[Collected data]
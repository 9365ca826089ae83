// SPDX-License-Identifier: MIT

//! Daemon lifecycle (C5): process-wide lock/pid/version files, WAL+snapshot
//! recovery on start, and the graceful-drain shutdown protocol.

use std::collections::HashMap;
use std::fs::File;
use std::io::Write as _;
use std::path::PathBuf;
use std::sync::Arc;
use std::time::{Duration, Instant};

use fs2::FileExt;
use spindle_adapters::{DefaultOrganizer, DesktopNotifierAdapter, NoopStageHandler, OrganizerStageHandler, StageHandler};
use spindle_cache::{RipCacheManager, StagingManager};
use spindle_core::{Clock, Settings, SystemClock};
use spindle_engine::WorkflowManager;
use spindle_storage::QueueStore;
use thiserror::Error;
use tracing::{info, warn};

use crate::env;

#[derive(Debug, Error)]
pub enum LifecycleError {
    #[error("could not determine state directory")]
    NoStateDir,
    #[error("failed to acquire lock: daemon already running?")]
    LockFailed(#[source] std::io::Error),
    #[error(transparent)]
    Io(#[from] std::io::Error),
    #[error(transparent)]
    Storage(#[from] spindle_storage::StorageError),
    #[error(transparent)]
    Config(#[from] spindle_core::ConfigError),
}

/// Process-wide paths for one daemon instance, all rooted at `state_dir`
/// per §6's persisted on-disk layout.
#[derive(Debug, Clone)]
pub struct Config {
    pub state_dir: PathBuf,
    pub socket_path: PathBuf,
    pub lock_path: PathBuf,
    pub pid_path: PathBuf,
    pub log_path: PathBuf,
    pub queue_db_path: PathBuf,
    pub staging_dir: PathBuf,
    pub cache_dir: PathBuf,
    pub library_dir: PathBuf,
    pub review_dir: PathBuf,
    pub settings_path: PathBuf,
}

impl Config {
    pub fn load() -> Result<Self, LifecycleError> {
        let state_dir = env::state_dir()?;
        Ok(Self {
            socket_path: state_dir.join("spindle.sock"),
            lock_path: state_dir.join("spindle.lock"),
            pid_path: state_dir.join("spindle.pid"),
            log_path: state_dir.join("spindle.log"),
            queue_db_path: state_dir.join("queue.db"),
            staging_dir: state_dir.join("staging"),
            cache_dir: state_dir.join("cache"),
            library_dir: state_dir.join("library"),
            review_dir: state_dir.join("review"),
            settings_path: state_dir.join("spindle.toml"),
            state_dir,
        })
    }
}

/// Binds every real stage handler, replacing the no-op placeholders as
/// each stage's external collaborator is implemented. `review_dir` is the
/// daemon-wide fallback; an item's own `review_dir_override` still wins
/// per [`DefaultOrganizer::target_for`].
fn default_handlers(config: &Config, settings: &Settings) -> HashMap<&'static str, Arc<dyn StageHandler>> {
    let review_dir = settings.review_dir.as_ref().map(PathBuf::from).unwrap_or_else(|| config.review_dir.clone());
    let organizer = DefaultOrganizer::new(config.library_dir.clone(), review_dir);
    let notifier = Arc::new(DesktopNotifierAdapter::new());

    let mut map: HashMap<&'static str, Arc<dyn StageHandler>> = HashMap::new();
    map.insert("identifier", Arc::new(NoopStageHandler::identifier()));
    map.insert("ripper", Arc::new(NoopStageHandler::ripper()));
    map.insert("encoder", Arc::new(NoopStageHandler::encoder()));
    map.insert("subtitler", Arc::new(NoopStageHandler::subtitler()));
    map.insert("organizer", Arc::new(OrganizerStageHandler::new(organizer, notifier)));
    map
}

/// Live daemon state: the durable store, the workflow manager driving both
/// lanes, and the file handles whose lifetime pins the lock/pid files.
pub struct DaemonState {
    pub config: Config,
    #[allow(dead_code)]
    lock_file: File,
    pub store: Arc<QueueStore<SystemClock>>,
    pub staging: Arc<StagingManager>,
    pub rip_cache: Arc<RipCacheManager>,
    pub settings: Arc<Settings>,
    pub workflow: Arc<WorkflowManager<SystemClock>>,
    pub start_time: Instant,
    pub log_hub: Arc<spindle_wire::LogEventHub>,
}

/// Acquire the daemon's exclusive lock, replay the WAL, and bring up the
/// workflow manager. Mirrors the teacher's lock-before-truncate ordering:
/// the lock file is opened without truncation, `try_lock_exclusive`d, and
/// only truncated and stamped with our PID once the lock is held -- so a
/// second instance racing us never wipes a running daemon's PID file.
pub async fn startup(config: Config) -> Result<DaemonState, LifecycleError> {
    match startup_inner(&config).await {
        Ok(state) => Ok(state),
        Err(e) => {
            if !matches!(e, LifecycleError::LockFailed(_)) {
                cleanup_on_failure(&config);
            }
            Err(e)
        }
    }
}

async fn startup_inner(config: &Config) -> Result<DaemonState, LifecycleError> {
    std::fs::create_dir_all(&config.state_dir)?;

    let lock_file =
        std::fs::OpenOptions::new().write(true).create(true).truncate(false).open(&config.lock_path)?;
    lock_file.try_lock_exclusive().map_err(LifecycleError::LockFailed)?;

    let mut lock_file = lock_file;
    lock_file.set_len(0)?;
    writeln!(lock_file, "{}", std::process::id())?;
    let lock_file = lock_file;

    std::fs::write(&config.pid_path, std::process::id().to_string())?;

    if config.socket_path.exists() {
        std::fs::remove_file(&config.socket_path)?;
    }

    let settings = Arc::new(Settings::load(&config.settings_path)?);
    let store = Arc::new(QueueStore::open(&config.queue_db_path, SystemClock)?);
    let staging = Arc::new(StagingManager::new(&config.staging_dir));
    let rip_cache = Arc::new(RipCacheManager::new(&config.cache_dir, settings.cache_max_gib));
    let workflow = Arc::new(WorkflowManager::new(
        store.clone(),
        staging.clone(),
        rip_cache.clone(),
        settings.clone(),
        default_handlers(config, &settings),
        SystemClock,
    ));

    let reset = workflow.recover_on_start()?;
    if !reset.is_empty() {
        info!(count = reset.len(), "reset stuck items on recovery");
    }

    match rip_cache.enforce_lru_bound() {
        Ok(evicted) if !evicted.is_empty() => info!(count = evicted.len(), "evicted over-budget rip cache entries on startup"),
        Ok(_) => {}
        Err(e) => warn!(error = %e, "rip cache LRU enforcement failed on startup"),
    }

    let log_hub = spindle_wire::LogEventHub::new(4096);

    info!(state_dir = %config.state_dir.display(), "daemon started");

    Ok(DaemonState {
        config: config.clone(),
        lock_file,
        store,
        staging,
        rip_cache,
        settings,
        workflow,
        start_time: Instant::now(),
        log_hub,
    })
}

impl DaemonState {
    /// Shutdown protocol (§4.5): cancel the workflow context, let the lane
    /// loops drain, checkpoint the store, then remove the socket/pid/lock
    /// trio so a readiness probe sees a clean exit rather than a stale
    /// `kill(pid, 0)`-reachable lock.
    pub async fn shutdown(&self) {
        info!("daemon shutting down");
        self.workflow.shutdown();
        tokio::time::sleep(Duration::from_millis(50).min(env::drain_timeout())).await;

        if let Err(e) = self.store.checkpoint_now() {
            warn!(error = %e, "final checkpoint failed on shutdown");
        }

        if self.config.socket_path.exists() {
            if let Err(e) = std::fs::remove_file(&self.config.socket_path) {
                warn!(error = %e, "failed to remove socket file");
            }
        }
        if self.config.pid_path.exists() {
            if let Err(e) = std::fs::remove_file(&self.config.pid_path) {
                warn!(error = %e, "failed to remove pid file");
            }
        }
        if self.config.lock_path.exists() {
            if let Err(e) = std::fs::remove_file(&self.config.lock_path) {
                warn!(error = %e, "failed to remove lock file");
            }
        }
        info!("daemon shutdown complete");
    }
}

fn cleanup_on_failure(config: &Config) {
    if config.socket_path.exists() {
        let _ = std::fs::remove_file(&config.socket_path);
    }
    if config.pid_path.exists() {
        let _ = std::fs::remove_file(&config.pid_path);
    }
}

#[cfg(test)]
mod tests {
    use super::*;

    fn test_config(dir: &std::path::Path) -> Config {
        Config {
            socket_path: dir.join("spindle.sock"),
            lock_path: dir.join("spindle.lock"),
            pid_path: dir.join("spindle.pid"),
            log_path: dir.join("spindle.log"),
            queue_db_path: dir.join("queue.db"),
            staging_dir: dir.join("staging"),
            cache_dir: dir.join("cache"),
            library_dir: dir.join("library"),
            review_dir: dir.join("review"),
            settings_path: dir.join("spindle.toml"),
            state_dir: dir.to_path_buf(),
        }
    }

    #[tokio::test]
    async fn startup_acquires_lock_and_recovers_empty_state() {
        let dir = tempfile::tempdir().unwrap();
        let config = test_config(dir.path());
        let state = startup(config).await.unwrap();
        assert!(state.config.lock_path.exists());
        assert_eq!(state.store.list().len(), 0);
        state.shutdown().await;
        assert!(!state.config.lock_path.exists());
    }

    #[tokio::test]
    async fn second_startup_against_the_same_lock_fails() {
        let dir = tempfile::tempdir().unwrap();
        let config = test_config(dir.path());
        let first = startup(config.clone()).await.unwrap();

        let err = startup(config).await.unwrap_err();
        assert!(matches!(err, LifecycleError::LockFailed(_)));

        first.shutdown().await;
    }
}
--
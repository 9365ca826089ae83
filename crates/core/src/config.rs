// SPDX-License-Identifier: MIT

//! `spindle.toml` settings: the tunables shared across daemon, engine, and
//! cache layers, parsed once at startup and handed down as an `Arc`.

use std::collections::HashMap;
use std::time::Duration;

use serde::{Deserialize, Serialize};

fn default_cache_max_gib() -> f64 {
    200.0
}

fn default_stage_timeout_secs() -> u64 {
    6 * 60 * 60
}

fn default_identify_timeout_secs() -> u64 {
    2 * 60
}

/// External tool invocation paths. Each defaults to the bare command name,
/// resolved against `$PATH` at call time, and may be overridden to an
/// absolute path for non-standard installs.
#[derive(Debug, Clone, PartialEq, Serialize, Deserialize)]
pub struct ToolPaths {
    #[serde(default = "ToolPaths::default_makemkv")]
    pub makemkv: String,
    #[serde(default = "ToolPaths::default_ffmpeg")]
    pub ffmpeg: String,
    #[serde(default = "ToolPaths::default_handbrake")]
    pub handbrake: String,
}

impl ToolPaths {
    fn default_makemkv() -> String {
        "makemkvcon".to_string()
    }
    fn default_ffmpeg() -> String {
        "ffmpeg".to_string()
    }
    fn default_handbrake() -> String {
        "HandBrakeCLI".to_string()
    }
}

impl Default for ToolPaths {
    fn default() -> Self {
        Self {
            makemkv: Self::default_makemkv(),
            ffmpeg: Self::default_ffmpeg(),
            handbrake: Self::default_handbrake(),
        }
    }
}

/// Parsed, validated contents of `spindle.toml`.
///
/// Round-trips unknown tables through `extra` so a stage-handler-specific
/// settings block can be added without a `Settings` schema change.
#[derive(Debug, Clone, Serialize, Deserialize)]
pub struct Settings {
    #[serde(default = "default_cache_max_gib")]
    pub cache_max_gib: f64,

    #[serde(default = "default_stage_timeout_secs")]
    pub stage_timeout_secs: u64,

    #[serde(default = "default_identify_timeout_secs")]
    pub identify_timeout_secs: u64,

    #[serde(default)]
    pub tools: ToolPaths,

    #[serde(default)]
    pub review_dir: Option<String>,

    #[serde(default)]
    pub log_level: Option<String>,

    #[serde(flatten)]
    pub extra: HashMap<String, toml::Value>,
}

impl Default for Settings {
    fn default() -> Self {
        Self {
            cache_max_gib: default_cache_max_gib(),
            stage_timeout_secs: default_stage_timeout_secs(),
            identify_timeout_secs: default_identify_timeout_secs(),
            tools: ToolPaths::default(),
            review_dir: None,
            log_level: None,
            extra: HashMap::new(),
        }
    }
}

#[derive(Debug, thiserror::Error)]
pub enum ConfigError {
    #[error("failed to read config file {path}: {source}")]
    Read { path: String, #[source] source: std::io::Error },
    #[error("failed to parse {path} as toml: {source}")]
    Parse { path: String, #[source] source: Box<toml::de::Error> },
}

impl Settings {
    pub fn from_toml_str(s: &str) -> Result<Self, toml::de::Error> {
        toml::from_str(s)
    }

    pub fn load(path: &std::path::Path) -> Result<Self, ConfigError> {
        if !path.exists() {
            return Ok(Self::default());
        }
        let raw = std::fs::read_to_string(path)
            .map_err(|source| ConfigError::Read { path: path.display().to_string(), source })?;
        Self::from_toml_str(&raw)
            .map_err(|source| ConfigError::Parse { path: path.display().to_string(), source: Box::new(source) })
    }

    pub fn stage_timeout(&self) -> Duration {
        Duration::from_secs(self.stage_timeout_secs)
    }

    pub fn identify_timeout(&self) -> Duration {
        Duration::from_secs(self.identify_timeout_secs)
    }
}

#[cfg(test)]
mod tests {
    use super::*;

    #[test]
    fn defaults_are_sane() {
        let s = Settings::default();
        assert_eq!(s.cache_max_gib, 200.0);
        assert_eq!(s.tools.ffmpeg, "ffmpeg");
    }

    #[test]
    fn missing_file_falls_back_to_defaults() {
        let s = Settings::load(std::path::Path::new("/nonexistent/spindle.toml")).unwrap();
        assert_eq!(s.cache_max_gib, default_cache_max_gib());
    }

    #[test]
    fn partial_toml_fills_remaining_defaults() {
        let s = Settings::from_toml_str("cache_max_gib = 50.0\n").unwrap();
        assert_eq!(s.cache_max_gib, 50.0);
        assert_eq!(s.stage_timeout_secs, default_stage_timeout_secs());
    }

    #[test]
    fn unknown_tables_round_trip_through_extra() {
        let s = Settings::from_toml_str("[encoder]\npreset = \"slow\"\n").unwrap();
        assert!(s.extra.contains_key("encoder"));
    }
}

**TRY IT:** A single number is requested: the count of lines in the data that hold "wide".

**WRITTEN REPLY:** 3